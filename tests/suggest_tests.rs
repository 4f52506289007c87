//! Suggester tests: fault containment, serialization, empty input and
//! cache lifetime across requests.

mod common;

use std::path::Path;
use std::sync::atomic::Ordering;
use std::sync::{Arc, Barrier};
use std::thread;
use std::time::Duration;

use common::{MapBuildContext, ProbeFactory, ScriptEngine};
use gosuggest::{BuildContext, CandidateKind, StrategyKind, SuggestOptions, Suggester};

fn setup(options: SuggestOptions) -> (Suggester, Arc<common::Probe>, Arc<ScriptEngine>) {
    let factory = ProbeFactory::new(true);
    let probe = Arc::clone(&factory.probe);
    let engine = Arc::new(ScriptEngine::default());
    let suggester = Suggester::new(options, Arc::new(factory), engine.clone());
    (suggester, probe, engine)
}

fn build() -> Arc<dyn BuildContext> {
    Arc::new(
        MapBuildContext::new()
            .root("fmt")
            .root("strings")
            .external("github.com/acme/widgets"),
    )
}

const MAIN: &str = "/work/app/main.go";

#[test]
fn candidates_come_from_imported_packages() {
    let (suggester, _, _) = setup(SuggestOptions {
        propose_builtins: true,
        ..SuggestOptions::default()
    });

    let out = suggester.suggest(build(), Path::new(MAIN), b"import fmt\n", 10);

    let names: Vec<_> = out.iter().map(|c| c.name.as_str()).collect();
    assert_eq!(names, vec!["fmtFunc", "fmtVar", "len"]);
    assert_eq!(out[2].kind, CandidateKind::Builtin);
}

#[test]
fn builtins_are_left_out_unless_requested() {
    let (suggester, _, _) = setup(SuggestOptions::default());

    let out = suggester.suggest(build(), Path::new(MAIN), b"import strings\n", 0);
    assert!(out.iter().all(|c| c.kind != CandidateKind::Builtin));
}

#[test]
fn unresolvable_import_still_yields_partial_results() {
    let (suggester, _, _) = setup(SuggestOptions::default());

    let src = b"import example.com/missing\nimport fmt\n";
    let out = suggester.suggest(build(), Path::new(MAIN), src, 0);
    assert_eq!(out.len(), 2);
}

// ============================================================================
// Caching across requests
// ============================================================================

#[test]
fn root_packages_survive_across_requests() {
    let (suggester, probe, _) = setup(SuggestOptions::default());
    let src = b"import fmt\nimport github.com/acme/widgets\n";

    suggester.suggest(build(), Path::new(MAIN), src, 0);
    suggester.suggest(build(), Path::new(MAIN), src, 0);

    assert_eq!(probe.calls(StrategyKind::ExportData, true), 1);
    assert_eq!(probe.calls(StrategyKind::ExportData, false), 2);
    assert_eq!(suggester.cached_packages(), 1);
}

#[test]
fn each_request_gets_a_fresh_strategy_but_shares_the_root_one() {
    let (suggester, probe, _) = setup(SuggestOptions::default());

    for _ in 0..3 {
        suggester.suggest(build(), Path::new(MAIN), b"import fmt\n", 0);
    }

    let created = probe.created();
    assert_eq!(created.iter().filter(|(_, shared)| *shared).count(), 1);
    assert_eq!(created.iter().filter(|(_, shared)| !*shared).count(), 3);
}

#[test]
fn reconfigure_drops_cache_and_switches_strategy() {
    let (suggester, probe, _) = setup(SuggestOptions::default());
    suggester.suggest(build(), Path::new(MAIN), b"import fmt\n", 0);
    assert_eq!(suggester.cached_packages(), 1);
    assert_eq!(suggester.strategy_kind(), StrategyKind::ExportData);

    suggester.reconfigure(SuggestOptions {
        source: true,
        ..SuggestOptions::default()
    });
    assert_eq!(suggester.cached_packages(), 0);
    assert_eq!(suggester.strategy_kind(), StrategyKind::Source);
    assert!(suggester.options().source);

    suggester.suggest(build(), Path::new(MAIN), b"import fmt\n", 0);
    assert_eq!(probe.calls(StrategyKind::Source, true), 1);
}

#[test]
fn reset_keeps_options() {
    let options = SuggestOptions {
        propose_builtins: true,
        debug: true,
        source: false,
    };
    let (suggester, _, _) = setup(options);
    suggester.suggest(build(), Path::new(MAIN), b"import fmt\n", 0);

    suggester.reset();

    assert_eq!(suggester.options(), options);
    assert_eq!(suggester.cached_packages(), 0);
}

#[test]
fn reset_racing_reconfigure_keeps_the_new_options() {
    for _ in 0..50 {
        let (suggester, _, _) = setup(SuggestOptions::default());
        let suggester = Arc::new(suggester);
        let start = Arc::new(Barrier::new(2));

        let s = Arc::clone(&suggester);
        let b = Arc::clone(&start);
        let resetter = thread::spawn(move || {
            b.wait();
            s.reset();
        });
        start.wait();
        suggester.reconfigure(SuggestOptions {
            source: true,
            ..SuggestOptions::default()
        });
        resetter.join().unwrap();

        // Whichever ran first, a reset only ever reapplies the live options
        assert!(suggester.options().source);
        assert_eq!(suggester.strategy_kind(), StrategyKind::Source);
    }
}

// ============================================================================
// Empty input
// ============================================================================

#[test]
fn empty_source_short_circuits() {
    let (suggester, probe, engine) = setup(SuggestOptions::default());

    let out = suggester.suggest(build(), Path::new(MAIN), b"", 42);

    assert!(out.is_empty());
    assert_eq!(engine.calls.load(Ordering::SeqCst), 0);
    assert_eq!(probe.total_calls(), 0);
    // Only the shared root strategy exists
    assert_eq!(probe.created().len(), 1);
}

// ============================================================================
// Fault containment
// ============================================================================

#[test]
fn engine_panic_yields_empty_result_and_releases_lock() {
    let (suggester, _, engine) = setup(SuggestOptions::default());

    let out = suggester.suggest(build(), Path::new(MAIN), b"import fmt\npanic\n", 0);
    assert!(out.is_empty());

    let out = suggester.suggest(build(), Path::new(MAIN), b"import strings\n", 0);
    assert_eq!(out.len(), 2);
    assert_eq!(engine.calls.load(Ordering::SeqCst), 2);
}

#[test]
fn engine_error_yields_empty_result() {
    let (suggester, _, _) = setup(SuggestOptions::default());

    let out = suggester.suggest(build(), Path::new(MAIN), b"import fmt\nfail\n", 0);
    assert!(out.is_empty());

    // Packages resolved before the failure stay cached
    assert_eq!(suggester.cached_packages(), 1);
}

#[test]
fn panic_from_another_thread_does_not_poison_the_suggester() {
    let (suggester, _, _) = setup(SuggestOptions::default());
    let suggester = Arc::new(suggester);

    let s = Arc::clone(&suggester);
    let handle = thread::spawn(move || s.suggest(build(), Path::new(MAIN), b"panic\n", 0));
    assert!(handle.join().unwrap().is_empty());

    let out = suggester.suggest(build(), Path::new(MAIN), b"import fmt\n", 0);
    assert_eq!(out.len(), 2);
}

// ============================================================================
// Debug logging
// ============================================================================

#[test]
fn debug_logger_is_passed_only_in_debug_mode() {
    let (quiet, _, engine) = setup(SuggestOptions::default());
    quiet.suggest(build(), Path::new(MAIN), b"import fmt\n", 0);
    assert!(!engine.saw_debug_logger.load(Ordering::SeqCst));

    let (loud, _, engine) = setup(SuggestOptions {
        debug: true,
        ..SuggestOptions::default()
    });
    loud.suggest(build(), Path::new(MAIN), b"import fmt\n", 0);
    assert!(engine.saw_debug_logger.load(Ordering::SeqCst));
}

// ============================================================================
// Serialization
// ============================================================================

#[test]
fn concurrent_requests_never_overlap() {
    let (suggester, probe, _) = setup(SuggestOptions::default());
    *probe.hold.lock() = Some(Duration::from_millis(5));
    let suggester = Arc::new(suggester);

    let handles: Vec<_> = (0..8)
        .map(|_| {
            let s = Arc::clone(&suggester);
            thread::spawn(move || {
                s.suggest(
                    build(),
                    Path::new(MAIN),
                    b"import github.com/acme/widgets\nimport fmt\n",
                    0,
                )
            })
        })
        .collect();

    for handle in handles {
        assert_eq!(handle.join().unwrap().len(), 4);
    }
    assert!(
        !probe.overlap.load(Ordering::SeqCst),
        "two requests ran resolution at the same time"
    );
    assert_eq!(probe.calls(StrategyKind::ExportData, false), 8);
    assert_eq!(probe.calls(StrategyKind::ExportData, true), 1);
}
════════════════════
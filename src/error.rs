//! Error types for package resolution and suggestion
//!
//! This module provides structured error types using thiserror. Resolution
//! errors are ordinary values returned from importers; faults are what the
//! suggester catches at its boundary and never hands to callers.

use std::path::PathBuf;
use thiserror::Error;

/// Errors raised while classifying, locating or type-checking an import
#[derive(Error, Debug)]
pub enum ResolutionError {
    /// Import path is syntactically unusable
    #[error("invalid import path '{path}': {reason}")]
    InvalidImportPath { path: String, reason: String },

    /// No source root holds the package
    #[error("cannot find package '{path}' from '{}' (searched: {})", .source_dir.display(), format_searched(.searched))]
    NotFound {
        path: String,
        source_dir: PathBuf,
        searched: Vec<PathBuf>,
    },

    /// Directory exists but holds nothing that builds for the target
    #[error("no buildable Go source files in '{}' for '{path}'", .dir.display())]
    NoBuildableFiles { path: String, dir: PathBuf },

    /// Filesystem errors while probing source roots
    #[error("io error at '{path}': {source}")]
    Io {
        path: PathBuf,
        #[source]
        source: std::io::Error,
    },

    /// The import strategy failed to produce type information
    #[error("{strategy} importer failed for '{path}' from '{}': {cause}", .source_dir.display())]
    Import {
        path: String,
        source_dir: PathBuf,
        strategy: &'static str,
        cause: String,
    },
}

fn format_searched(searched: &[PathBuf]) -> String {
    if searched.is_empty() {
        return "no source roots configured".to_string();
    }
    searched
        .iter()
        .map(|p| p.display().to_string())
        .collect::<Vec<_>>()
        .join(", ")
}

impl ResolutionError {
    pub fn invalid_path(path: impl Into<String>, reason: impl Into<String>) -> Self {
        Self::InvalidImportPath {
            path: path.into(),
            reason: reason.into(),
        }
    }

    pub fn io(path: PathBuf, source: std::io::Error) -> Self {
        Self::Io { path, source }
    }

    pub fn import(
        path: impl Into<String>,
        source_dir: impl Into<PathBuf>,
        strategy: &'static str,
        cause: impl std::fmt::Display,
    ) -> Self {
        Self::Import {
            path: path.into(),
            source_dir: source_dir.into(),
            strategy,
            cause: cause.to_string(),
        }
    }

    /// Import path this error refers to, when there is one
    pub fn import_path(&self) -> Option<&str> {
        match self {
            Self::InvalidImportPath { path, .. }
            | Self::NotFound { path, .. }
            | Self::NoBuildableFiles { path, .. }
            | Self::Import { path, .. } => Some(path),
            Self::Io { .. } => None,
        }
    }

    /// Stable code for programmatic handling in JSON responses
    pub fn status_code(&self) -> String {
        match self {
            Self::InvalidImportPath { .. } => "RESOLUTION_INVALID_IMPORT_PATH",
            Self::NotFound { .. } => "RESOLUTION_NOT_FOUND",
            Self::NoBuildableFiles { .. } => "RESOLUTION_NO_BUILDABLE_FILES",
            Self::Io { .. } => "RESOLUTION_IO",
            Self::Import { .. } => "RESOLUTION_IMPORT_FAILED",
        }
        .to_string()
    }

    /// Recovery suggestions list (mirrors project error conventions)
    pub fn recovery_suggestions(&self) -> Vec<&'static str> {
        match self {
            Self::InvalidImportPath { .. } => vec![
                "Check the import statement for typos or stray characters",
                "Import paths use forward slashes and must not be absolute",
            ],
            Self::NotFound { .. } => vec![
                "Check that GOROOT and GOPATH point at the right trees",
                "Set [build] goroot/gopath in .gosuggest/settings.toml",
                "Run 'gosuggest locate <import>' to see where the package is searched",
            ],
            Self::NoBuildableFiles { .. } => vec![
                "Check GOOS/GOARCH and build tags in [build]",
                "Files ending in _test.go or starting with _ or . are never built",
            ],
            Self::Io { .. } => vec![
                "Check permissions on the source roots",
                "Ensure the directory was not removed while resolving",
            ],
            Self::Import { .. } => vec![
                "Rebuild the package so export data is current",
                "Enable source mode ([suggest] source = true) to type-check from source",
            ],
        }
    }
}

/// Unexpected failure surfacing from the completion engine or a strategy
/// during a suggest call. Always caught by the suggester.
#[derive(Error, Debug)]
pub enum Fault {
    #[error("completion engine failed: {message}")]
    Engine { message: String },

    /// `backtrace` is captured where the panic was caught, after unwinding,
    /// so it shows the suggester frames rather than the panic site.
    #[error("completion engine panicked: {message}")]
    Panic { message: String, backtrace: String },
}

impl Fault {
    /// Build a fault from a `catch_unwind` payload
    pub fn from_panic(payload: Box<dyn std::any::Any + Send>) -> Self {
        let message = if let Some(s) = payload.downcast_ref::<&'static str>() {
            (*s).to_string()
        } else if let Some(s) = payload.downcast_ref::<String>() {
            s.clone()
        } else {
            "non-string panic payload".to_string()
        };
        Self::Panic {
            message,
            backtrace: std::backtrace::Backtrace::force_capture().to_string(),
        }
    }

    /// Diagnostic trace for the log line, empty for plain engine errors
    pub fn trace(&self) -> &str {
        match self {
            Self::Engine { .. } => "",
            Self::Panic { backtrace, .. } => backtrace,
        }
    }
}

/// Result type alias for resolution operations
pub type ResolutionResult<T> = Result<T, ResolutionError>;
════════════════════
What is expected
Produce only the lines from the line containing "the package so" through the line containing "pub type ResolutionResult<T>", inclusive of both, exactly as they stand in the entries above.

Finished task
                "Rebuild the package so export data is current",
                "Enable source mode ([suggest] source = true) to type-check from source",
            ],
        }
    }
}

/// Unexpected failure surfacing from the completion engine or a strategy
/// during a suggest call. Always caught by the suggester.
#[derive(Error, Debug)]
pub enum Fault {
    #[error("completion engine failed: {message}")]
    Engine { message: String },

    /// `backtrace` is captured where the panic was caught, after unwinding,
    /// so it shows the suggester frames rather than the panic site.
    #[error("completion engine panicked: {message}")]
    Panic { message: String, backtrace: String },
}

impl Fault {
    /// Build a fault from a `catch_unwind` payload
    pub fn from_panic(payload: Box<dyn std::any::Any + Send>) -> Self {
        let message = if let Some(s) = payload.downcast_ref::<&'static str>() {
            (*s).to_string()
        } else if let Some(s) = payload.downcast_ref::<String>() {
            s.clone()
        } else {
            "non-string panic payload".to_string()
        };
        Self::Panic {
            message,
            backtrace: std::backtrace::Backtrace::force_capture().to_string(),
        }
    }

    /// Diagnostic trace for the log line, empty for plain engine errors
    pub fn trace(&self) -> &str {
        match self {
            Self::Engine { .. } => "",
            Self::Panic { backtrace, .. } => backtrace,
        }
    }
}

/// Result type alias for resolution operations
pub type ResolutionResult<T> = Result<T, ResolutionError>;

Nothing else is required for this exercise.